He Sometimes Still Feels Like A Fish Out Of Water In Hollywood

Though he has got his 'big' nomination in Oscars this year, but he is still the boy from Harrow, North London, and refuses to join the ranks of big time celebrities who are often disconnected from the real world!

He Sometimes Still Feels Like A Fish Out Of Water In Hollywood

He admits feeling “undeserving” of the fame that came with the box office hit Slumdog Millionaire in 2009. And he sometimes feels like a fish out of water in Hollywood.

Dev Patel, who came to fame with his gala performance in Slumdog Millionaire said in a recent interview that: “I am ambitious but I hope my work can do the talking and I can go out without having massive, burly bodyguards like Kim Kardashian. That must be hard. What actors try to do is portray authentic humanity. Living a life through all these filters, like having a big team of protection, makes your job as an actor harder. People find it hard to relate to you.”

Dev found his fame as the big money-winning orphan in Slumdog overwhelming at first. “We were all so young. It was a blessing but part of me always felt undeserving, like I hadn’t put in the time or something,” he recalled. “I wouldn’t call myself a movie star. It’s too frazzling for me, that kind of twilight level or whatever. I want to be recognised for doing good work – but I like being able to live a life.”

After Slumdog, he turned down dozens of unsuitable roles and became worried about finding work. He said: “You’ve got to keep the lights on, pay the rent. There have been times when I looked out and there wasn’t a sea of roles. I wasn’t working. I had just stepped off this red carpet, surrounded by all these amazing actors and Oscar winners – and there was nothing.”

But work did come with movies such as the fantasy adventure Last Airbender in 2010 and comedy drama The Best Exotic Marigold Hotel in 2012. In Lion, a true life story, Dev plays adopted Australian Saroo Brierley who went on a mission to find his real Indian family.

He revealed he had to fight hard to convince the director, Garth Davies, he should get the lead in Lion: “I had to jump through a lot of hoops. After the last audition, Garth was like, ‘I want you to really change’. It was the look, growing the beard and the hair. I went to the gym, had a dialect coach. Then I went to India and I travelled the trains. I wrote diaries, visited orphanages. It was a process of trying to create genuine memories we could key into the scenes. I wanted to commit every fibre of my being to getting this right. The script demands it and Saroo deserves it.”

Dev was also concerned about getting his Aussie accent right following jibes about his Anglo-Indian voice for the part of hotel manager Sonny Kapoor in The Best Exotic Marigold Hotel: “I got a bit of flak for that – but that character is a comedic creation, so he’s an amalgam of loads of weird uncles of mine and this person and that person.”
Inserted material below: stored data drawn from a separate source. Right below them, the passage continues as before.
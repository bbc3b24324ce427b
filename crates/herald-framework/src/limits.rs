//! Management commands for per-guild role limits.
//!
//! ```text
//! limit <command> <role, role...>   add roles to the command's entry
//! clearlimit <command>              drop the command's entry
//! ```
//!
//! Both edit the `limitedCommands` guild setting read by the role-limit guard
//! and require Administrator. Roles are separated by commas so names may
//! contain spaces.

use std::collections::HashMap;
use std::sync::Arc;

use tokio::time::timeout;
use tracing::info;

use herald_core::{Permission, RoleId, SettingScope, get_setting};

use crate::BoxError;
use crate::command::CommandDescriptor;
use crate::context::InvocationContext;
use crate::dispatcher::Dispatcher;
use crate::error::RegistrationError;
use crate::guard::LIMITED_COMMANDS_KEY;
use crate::strings::BaseStrings;
use crate::value::Arguments;

type RoleLimits = HashMap<String, Vec<RoleId>>;

impl Dispatcher {
    /// Registers `limit` and `clearlimit`.
    pub fn register_limit_commands(&mut self) -> Result<(), RegistrationError> {
        self.register(
            CommandDescriptor::builder("limit")
                .describe("Restricts a command to the given roles")
                .group("groupcontrol")
                .arguments("<command>: String, <...roles>: String")
                .guild_only()
                .permission(Permission::Administrator)
                .build()?,
            limit,
        )?;
        self.register(
            CommandDescriptor::builder("clearlimit")
                .describe("Removes role restrictions from a command")
                .group("groupcontrol")
                .arguments("<command>: String")
                .guild_only()
                .permission(Permission::Administrator)
                .build()?,
            clear_limit,
        )
    }
}

async fn limit(
    ctx: Arc<InvocationContext>,
    args: Arguments,
) -> Result<Option<String>, BoxError> {
    let Some(guild) = ctx.guild_id().cloned() else {
        return Ok(None);
    };
    let res = ctx.resources();
    let name = match target_name(&ctx, args[0].as_text().unwrap_or_default()) {
        Ok(name) => name,
        Err(reply) => return Ok(Some(reply)),
    };

    let queries = args[1].as_text().unwrap_or_default();
    let mut roles = Vec::new();
    for query in queries.split(',').map(str::trim).filter(|q| !q.is_empty()) {
        let value = match ctx.services().resolvers.resolve("Role", &ctx, "roles", query).await {
            Ok(value) => value,
            Err(e) => return Ok(Some(e.to_string())),
        };
        if let Some(role) = value.as_role() {
            roles.push(role.clone());
        }
    }
    if roles.is_empty() {
        return Ok(Some(res.get_with(BaseStrings::LIMIT_NO_ROLES, &[])));
    }

    let scope = SettingScope::Guild(guild.clone());
    let mut limits = read_limits(&ctx, &scope).await?;
    let allowed = limits.entry(name.clone()).or_default();
    for role in &roles {
        if !allowed.contains(&role.id) {
            allowed.push(role.id.clone());
        }
    }
    write_limits(&ctx, &scope, &limits).await?;

    let names: Vec<&str> = roles.iter().map(|r| r.name.as_str()).collect();
    info!(command = %name, guild = %guild, roles = ?names, "Limited command to roles");
    Ok(Some(res.get_with(
        BaseStrings::LIMIT_SET,
        &[("command", name.as_str()), ("roles", names.join(", ").as_str())],
    )))
}

async fn clear_limit(
    ctx: Arc<InvocationContext>,
    args: Arguments,
) -> Result<Option<String>, BoxError> {
    let Some(guild) = ctx.guild_id().cloned() else {
        return Ok(None);
    };
    let name = match target_name(&ctx, args[0].as_text().unwrap_or_default()) {
        Ok(name) => name,
        Err(reply) => return Ok(Some(reply)),
    };

    let scope = SettingScope::Guild(guild.clone());
    let mut limits = read_limits(&ctx, &scope).await?;
    if limits.remove(&name).is_some() {
        write_limits(&ctx, &scope, &limits).await?;
        info!(command = %name, guild = %guild, "Cleared role limits");
    }

    Ok(Some(
        ctx.resources()
            .get_with(BaseStrings::LIMIT_CLEARED, &[("command", name.as_str())]),
    ))
}

/// Name of the command `word` refers to, or the reply for an unknown word.
fn target_name(ctx: &InvocationContext, word: &str) -> Result<String, String> {
    match ctx.commands().find(word) {
        Some(command) => Ok(command.descriptor.name().to_string()),
        None => Err(ctx
            .resources()
            .get_with(BaseStrings::LIMIT_UNKNOWN_COMMAND, &[("command", word)])),
    }
}

async fn read_limits(
    ctx: &InvocationContext,
    scope: &SettingScope,
) -> Result<RoleLimits, BoxError> {
    let services = ctx.services();
    let read = get_setting::<RoleLimits>(services.settings.as_ref(), scope, LIMITED_COMMANDS_KEY);
    let limits = timeout(services.lookup_timeout, read).await??;
    Ok(limits.unwrap_or_default())
}

async fn write_limits(
    ctx: &InvocationContext,
    scope: &SettingScope,
    limits: &RoleLimits,
) -> Result<(), BoxError> {
    let services = ctx.services();
    let value = serde_json::to_value(limits)?;
    let write = services.settings.set(scope, LIMITED_COMMANDS_KEY, value);
    timeout(services.lookup_timeout, write).await??;
    Ok(())
}
//! # Herald Framework
//!
//! Turns an already-received message into a command invocation.
//!
//! This layer provides:
//! - Resolver registry converting raw tokens into typed [`ArgValue`]s
//! - Quote-aware argument tokenizer
//! - Command descriptors assembled with an explicit middleware list
//! - Middleware chain executor (resolve, expect, localize, custom)
//! - Per (command, actor) sliding-window rate limiter
//! - The [`Dispatcher`], which runs every stage in order and reports failures
//! - `limit` / `clearlimit` commands managing per-guild role limits
//!
//! ```text
//! text ─▶ match ─▶ guards ─▶ rate limit ─▶ tokenize ─▶ middleware ─▶ action
//!            │         │          │            │            │           │
//!            ▼         ▼          ▼            ▼            ▼           ▼
//!         ignored   denied    rate limited  usage error  arg error  internal error
//! ```

pub mod command;
pub mod context;
pub mod dispatcher;
pub mod error;
pub mod guard;
pub mod limits;
pub mod middleware;
pub mod ratelimit;
pub mod resolver;
pub mod service;
pub mod strings;
pub mod value;

pub use command::{
    ActionResponse, ArgKind, ArgSpec, BoxedAction, CommandAction, CommandDescriptor,
    CommandRegistry, DescriptorBuilder, Guards, RegisteredCommand, normalize,
};
pub use context::{InvocationContext, Services};
pub use dispatcher::{Dispatcher, DispatcherBuilder, DispatcherConfig, Outcome};
pub use error::{
    ActionResult, DispatchError, GuardDenial, RegistrationError, ResolveError, TokenizeError,
};
pub use middleware::{BoxedMiddleware, Intent, Middleware, MiddlewareChain};
pub use ratelimit::{Admission, RateLimitPolicy, RateLimiter};
pub use resolver::{Resolver, ResolverRegistry};
pub use service::{DispatchService, Incoming};
pub use strings::{BaseStrings, ResourceLoader};
pub use value::{ArgValue, Arguments};

pub use tower::BoxError;
//! # Herald Core
//!
//! Shared building blocks for the Herald command pipeline.
//!
//! ## Architecture Layers
//!
//! ### Foundation Layer
//!
//! Plain data passed through every invocation:
//! - **Identities**: [`UserId`], [`GuildId`], [`ChannelId`], [`RoleId`]
//! - **Invocation origin**: [`Actor`] and [`ChannelContext`]
//! - **Entities**: [`User`], [`Member`], [`Role`], [`Channel`] returned by lookups
//! - **Permissions**: [`Permission`] and [`PermissionSet`]
//!
//! ### Integration Layer
//!
//! Narrow interfaces to the collaborators the pipeline consumes but does not
//! own:
//! - **Entity lookup**: guild member/role/channel queries ([`EntityLookup`])
//! - **Settings**: per-guild key-value configuration ([`SettingStore`])
//! - **Localization**: string-table rendering ([`Localizer`])
//! - **Logging**: fire-and-forget operator log lines ([`LogSink`])
//! - **Replies**: sending text back to the originating channel ([`Responder`])
//!
//! ```text
//! ┌───────────┐   handle_incoming   ┌────────────┐   find / get / send   ┌───────────────┐
//! │ Transport │───────────────────▶│ Dispatcher │──────────────────────▶│ Collaborators │
//! └───────────┘                     └────────────┘                       └───────────────┘
//! ```

pub mod foundation;
pub mod integration;

pub use foundation::{
    Actor, Channel, ChannelContext, ChannelId, ChannelKind, GuildId, LookupError, LookupResult,
    Member, Permission, PermissionSet, ResponderError, Role, RoleId, SettingsError,
    SettingsResult, User, UserId,
};

pub use integration::{
    BoxedLocalizer, BoxedLogSink, BoxedLookup, BoxedResponder, BoxedSettings, EntityLookup,
    LogLevel, LogSink, Localizer, MemorySettings, NullLookup, NullResponder, Responder,
    SettingScope, SettingStore, Substitutions, TracingLogSink, get_setting, interpolate,
};

/// Prelude for common imports.
pub mod prelude {
    pub use super::foundation::*;
    pub use super::integration::*;
}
Best Marigold proved to be another hit.

But despite the years of critical praise, Dev said still does not feel part of the Tinseltown establishment: “I do gravitate towards the idea of a fish out of the water, I can relate to that. At school, I was never really popular and I always felt like a bit of an outsider looking in at times.”

He certainly never expected to become an A-list star and gives thanks to his mum Anita for his first big break. Anita, a carer for the elderly, made him skip school to audition for his role as Anwar in the Channel 4 teen drama series Skins. “While going to work on the train she saw an advert in a newspaper for an open casting call for a TV show,” he said. “She tore it out and didn’t tell me until the day before. Then she said, ‘By the way, we’re bunking school tomorrow. I’m going to take you to this thing’.

“It was for Skins. We turned up and queued outside the National Youth Theatre in London. There were all these drama students doing vocal warm ups and I’m in my uniform and with my mum. That’s how I got into it. I’d always wanted to do it but where I came from it felt like a very indulgent kind of dream. “I never went to a drama school or some kind of esteemed academy. It’s why this movie Lion is ­important to me. It’s a mother and son story and my mum is so pivotal in whatever success I have.”